* Prompt: Each line in the records below that has the word "DefaultTaskViewService" should be copied.

* Material shown:
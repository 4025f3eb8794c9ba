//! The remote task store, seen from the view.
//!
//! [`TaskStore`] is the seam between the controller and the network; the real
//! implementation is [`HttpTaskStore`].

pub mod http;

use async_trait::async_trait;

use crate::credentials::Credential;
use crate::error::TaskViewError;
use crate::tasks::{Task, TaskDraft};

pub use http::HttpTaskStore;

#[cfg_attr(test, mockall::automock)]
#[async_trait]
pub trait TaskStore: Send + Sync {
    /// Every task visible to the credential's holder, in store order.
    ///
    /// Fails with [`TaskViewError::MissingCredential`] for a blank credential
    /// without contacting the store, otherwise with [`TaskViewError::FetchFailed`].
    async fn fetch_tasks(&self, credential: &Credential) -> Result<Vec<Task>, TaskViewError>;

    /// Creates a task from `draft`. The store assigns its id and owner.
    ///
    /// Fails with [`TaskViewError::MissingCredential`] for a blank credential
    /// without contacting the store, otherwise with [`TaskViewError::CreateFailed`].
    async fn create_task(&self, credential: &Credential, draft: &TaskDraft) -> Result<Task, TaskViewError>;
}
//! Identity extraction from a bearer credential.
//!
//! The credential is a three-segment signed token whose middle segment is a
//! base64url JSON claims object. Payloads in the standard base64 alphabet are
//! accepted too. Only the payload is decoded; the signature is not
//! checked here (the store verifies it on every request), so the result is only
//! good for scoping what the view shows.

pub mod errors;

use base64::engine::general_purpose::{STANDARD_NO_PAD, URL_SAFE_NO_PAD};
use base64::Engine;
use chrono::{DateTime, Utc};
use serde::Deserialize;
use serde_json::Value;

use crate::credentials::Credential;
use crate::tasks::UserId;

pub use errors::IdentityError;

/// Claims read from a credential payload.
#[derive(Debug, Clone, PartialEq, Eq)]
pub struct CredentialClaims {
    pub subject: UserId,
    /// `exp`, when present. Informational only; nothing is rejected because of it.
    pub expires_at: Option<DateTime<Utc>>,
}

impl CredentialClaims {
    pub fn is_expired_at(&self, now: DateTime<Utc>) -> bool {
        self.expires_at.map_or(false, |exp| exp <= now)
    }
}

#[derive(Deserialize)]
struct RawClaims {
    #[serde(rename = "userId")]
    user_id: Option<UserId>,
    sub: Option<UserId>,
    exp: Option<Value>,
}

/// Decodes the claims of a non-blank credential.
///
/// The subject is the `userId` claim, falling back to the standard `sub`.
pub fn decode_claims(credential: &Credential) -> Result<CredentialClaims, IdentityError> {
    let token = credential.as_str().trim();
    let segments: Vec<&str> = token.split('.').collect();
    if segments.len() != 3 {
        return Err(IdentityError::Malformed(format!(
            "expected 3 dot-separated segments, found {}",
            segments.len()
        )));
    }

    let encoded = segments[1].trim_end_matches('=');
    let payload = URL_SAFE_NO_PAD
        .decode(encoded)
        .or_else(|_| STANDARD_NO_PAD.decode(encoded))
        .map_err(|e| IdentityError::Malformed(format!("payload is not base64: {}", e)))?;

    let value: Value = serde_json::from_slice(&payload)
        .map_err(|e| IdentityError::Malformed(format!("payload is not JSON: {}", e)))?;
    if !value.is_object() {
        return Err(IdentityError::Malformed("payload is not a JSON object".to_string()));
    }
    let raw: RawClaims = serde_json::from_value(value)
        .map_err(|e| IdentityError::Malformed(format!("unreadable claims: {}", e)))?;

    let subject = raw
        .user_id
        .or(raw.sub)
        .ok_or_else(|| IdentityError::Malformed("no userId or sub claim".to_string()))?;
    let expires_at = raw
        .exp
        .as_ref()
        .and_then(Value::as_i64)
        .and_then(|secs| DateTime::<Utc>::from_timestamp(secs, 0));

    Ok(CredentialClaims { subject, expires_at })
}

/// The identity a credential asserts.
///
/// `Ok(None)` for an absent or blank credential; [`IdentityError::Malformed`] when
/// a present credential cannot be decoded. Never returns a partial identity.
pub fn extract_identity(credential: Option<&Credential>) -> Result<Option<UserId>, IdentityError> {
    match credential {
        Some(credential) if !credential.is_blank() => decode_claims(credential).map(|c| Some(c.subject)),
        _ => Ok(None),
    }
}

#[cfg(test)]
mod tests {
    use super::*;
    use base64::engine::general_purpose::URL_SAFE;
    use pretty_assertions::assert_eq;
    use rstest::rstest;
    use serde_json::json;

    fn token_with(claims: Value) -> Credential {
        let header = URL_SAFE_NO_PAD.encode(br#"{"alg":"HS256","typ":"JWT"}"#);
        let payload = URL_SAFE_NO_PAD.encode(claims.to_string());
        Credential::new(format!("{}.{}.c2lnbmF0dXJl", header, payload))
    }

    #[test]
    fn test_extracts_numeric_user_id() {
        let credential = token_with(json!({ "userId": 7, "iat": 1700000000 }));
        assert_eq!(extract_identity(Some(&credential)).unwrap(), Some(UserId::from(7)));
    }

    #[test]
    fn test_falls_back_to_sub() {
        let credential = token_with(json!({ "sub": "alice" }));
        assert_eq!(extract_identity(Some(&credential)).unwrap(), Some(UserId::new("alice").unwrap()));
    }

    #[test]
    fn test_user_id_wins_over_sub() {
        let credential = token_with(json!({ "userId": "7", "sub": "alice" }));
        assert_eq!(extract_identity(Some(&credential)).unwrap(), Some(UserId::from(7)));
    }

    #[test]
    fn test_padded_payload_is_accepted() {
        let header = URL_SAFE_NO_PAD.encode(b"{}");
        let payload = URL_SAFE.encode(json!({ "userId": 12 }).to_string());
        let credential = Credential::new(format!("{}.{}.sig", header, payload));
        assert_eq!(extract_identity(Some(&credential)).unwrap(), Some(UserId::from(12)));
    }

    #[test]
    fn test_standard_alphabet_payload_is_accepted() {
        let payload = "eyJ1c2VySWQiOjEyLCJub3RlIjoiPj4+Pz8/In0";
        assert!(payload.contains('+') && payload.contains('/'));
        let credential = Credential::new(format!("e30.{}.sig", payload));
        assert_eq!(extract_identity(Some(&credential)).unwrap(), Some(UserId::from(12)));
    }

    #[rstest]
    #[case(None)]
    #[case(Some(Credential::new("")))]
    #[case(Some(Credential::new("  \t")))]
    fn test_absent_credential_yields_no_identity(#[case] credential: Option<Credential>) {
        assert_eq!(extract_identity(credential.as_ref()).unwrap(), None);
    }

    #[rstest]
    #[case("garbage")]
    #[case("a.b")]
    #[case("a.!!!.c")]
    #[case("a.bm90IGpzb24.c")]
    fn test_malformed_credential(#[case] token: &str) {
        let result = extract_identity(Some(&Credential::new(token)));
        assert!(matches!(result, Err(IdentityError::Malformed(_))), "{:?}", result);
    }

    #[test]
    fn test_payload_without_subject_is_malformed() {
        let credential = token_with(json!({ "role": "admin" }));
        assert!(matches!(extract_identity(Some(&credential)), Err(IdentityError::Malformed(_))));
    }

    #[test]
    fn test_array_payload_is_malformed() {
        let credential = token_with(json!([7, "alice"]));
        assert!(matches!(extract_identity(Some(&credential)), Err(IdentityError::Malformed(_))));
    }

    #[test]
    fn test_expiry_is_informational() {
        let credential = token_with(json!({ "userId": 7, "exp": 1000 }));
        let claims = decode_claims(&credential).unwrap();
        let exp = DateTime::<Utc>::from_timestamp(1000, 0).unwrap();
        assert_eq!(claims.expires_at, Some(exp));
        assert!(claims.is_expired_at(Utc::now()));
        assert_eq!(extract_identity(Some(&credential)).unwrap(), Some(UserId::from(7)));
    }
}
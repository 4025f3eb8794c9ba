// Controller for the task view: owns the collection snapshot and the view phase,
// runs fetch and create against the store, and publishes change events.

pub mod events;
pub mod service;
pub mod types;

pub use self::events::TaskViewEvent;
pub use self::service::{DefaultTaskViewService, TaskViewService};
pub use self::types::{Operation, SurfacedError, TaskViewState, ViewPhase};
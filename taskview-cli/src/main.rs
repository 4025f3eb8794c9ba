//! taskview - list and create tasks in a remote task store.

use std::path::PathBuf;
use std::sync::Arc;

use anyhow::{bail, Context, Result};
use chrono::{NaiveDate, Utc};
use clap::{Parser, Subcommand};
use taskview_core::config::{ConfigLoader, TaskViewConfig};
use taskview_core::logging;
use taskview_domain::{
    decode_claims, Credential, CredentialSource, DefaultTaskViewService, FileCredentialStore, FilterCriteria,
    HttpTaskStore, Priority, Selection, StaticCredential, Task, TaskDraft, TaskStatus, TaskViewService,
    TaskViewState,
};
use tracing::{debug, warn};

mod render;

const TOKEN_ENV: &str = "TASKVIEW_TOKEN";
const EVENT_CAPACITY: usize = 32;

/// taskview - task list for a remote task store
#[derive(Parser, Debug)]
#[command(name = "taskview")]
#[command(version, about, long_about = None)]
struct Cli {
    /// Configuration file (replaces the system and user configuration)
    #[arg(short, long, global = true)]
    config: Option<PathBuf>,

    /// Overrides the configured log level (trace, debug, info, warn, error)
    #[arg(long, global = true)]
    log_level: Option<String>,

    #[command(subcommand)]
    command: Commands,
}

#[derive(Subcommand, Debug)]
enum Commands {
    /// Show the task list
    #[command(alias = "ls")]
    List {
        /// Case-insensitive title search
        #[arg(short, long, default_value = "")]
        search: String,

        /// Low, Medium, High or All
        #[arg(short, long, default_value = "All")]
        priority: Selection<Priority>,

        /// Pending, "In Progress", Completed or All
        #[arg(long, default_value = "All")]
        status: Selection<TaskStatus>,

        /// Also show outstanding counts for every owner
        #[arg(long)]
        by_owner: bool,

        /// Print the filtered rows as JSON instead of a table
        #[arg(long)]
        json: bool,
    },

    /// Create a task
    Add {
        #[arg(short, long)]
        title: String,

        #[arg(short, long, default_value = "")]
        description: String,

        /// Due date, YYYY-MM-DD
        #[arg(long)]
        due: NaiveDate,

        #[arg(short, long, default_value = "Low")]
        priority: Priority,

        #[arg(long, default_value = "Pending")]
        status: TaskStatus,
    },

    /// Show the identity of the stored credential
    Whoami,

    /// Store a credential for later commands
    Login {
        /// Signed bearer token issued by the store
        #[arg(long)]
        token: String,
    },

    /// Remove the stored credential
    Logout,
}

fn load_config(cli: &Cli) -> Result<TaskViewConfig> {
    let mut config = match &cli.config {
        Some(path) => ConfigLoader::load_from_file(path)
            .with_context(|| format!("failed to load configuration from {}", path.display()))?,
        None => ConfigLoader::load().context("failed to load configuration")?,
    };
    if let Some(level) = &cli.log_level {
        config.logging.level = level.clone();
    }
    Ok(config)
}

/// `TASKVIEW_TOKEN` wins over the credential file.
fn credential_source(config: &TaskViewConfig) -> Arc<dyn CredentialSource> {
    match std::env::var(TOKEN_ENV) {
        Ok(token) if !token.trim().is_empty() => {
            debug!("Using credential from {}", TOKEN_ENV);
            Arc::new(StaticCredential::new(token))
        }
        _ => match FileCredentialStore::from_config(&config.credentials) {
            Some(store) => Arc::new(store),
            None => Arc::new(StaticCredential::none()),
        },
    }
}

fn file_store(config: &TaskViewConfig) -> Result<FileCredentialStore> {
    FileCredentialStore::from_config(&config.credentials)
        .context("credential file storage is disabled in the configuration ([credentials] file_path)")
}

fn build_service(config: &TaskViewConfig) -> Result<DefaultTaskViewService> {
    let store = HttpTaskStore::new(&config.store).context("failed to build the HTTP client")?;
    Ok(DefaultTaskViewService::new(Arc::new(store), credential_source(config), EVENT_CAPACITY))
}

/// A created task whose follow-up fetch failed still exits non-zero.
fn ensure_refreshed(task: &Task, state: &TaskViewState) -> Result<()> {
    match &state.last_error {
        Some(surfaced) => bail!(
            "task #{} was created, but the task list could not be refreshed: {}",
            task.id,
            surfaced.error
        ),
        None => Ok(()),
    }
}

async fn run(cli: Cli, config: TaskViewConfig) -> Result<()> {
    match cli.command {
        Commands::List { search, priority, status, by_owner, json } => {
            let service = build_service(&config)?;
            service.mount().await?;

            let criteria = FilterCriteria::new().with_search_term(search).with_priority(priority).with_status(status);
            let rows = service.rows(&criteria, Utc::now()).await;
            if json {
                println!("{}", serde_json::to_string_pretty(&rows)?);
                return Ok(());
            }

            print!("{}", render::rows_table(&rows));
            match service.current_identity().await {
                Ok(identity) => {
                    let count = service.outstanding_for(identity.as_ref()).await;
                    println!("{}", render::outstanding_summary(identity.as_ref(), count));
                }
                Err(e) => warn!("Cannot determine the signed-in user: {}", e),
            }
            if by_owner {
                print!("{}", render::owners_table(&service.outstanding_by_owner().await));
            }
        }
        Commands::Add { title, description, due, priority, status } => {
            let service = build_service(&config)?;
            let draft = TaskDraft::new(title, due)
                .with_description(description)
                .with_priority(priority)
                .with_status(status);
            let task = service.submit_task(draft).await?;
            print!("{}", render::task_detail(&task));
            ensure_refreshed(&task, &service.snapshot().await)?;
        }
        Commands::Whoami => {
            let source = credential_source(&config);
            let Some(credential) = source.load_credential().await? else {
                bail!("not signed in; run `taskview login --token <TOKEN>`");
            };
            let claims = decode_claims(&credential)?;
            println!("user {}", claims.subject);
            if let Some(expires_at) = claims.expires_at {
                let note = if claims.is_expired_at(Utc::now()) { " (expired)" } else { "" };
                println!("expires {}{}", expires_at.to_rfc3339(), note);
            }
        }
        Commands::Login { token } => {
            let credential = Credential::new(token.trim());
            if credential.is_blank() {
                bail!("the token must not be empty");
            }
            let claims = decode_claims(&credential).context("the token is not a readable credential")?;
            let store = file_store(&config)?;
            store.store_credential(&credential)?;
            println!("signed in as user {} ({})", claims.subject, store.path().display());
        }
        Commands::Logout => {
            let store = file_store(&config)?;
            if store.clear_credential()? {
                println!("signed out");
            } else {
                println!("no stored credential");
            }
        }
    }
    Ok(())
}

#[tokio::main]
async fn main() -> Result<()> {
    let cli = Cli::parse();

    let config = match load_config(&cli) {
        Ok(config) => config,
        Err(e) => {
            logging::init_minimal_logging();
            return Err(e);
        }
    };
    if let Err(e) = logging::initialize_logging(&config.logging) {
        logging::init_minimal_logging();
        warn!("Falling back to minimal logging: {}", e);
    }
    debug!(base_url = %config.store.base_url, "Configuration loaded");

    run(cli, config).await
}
--
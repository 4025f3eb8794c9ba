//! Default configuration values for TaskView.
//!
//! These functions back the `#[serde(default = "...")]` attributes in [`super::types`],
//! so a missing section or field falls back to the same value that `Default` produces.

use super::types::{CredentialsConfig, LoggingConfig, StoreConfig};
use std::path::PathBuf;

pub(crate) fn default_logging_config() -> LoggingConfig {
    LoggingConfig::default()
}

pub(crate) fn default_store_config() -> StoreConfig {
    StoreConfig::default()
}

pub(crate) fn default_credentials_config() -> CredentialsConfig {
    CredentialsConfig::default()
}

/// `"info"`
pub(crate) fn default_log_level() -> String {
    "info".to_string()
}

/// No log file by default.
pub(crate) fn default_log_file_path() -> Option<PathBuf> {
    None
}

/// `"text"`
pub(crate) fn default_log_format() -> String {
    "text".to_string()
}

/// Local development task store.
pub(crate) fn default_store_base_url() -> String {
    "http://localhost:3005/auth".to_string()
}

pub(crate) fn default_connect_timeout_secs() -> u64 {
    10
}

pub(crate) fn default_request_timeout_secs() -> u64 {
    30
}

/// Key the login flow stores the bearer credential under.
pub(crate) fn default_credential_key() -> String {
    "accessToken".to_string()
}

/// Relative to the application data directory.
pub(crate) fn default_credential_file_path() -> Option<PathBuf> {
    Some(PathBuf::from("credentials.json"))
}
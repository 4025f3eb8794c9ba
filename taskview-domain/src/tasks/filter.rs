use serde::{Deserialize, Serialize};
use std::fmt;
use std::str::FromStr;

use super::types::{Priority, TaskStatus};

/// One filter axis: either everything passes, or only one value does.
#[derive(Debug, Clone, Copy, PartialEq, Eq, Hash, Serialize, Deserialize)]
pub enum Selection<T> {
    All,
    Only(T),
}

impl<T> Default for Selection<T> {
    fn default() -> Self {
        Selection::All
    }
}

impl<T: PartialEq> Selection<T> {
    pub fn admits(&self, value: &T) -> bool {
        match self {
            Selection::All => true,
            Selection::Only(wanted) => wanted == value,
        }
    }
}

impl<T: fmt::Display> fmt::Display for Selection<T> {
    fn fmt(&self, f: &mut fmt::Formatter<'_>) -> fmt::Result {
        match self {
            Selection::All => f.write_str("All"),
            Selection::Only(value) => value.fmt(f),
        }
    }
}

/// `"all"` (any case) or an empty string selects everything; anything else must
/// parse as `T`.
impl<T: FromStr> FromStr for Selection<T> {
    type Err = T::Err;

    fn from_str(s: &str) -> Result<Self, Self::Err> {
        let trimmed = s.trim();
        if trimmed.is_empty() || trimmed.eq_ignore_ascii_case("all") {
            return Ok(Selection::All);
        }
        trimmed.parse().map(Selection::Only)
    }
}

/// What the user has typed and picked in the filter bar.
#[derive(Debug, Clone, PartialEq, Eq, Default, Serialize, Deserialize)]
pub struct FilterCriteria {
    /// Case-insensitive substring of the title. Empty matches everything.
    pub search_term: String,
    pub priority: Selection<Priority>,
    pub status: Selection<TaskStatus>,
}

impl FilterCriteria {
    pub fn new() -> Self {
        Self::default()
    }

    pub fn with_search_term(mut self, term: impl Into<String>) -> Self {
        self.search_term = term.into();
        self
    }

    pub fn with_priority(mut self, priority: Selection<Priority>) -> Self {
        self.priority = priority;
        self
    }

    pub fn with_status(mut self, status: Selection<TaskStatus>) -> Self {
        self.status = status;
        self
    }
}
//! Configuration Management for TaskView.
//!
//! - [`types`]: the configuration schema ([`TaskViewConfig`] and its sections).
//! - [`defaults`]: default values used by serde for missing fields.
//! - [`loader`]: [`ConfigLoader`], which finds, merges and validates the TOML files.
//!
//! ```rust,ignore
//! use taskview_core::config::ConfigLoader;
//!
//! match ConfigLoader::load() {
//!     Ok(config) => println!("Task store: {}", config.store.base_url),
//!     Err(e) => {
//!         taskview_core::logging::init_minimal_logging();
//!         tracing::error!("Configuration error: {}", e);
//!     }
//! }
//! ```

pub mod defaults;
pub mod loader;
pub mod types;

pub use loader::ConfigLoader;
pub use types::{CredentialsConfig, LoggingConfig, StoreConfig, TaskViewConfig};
---
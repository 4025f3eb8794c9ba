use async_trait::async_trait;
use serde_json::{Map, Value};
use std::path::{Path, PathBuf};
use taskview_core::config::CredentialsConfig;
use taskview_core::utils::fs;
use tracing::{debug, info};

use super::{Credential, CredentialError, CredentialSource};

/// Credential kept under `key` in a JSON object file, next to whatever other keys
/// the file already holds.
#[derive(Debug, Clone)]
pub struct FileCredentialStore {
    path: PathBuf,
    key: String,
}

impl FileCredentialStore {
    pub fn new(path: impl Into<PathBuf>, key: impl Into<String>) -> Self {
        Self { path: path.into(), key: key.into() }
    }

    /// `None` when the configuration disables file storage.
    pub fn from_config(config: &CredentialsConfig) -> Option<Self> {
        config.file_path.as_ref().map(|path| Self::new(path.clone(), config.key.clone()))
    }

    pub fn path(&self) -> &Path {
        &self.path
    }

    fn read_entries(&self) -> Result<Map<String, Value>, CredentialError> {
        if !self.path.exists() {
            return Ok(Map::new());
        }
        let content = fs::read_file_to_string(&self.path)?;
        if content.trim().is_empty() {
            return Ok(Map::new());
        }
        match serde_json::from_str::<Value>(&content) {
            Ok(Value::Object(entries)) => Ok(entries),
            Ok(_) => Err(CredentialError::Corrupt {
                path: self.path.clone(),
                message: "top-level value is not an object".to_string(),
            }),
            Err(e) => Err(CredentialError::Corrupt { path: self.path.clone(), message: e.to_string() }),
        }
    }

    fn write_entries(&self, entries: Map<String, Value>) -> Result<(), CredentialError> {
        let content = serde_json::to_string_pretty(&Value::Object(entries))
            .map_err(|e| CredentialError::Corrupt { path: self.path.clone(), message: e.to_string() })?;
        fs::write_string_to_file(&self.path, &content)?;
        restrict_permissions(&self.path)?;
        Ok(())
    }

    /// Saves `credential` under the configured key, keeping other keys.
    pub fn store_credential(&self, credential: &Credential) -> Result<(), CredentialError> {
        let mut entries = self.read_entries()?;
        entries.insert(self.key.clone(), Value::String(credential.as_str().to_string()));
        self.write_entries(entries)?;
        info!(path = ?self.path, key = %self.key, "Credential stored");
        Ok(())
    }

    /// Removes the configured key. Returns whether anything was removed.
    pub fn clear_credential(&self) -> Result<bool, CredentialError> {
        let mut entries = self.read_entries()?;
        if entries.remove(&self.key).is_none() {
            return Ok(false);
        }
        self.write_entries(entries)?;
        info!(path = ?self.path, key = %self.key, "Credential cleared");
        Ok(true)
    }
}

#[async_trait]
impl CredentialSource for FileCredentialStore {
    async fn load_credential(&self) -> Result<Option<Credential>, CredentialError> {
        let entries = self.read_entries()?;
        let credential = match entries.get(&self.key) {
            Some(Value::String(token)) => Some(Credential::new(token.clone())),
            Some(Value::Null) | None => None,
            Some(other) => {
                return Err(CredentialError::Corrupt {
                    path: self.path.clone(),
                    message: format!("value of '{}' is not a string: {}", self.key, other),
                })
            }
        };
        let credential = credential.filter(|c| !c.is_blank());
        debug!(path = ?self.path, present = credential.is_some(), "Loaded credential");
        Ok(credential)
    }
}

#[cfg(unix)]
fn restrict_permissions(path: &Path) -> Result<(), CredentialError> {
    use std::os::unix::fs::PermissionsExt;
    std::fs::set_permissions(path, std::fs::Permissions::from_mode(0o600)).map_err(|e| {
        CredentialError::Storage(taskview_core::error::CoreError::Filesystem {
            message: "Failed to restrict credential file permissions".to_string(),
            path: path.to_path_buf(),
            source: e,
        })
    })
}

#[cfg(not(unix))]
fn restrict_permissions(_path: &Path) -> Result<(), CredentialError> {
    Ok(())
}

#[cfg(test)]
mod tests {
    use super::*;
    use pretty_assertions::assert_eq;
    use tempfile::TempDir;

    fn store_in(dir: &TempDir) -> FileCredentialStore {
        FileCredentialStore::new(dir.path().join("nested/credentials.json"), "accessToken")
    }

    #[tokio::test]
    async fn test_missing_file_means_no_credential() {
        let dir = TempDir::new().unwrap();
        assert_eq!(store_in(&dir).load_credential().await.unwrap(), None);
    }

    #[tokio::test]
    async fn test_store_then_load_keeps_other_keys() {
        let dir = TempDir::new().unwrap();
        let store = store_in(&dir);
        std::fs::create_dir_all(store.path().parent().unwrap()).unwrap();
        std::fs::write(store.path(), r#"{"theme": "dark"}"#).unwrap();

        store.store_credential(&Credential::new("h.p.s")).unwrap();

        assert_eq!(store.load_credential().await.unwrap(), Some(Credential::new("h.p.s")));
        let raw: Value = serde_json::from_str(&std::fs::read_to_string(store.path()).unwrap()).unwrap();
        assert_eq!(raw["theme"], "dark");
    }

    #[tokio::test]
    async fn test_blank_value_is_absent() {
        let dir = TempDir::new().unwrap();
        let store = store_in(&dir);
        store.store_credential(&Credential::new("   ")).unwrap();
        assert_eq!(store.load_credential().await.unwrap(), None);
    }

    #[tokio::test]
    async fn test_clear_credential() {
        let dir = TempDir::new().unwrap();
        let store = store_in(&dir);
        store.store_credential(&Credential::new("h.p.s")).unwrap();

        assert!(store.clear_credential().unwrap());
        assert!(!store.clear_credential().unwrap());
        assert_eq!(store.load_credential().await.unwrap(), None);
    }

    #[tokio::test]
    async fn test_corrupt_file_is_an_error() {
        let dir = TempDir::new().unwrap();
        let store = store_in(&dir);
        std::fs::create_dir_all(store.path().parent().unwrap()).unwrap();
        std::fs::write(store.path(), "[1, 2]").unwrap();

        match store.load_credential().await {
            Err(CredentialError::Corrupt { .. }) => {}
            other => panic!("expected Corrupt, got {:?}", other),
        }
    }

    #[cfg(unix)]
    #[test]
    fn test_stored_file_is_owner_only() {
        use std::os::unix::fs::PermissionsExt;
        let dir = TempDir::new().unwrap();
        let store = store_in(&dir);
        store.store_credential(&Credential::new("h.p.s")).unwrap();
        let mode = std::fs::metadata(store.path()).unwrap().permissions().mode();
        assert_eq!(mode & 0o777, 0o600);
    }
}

* Result below:
pub use self::service::{DefaultTaskViewService, TaskViewService};
    decode_claims, Credential, CredentialSource, DefaultTaskViewService, FileCredentialStore, FilterCriteria,
fn build_service(config: &TaskViewConfig) -> Result<DefaultTaskViewService> {
    Ok(DefaultTaskViewService::new(Arc::new(store), credential_source(config), EVENT_CAPACITY))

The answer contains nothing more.